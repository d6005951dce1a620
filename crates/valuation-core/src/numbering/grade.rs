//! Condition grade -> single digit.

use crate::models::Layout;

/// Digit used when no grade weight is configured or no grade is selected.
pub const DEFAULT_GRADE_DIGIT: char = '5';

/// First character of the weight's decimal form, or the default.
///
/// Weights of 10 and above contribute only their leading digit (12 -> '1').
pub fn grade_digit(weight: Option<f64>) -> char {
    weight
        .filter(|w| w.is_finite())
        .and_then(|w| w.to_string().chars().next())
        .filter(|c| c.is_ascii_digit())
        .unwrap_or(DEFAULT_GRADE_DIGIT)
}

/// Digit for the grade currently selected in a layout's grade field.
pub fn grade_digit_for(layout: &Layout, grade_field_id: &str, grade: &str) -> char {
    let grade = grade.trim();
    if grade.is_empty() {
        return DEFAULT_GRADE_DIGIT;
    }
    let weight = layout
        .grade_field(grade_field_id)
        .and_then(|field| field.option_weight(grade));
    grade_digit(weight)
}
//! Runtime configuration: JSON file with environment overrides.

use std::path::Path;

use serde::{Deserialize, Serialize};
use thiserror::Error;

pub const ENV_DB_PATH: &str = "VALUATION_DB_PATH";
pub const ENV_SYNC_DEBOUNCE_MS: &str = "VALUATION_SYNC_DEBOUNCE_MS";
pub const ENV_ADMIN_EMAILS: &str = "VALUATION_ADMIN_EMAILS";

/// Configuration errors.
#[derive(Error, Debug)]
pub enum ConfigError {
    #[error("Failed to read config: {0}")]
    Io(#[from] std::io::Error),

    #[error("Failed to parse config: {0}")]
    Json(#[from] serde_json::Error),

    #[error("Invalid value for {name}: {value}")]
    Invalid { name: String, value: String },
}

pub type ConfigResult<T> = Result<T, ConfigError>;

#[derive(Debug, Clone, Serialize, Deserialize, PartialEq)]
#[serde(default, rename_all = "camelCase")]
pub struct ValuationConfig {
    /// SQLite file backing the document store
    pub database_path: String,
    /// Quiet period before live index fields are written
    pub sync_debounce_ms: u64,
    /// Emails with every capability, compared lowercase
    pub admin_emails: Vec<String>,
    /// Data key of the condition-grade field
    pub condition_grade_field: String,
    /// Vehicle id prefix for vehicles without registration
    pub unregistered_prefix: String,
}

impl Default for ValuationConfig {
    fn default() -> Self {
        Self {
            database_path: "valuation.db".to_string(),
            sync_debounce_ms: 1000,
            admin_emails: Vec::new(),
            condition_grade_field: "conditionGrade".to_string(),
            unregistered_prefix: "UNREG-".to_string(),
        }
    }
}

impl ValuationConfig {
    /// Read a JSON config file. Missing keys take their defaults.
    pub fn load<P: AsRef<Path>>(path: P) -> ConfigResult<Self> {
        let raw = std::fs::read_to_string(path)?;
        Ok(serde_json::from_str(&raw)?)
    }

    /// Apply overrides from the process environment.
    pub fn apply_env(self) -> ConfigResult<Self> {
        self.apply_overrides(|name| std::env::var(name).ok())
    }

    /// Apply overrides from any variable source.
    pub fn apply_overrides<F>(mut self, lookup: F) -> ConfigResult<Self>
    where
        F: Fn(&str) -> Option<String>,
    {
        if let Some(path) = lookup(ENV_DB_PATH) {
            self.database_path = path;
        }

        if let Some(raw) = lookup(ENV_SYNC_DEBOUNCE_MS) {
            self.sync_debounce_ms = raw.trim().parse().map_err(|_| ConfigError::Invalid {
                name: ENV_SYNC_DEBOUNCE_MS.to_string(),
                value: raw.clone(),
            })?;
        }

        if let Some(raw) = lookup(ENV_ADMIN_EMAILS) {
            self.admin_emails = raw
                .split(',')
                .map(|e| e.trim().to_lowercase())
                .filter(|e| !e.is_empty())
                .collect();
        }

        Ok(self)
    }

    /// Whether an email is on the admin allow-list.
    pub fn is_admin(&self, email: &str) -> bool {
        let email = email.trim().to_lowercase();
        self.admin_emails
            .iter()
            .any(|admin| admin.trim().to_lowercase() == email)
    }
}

▶ [Work instruction]:
Go back to the listing above. Copy word for word the lines from the one with "String, value: String" through the one with "capability, compared lowercase", and nothing more.

▶ [Expected answer]:
    Invalid { name: String, value: String },
}

pub type ConfigResult<T> = Result<T, ConfigError>;

#[derive(Debug, Clone, Serialize, Deserialize, PartialEq)]
#[serde(default, rename_all = "camelCase")]
pub struct ValuationConfig {
    /// SQLite file backing the document store
    pub database_path: String,
    /// Quiet period before live index fields are written
    pub sync_debounce_ms: u64,
    /// Emails with every capability, compared lowercase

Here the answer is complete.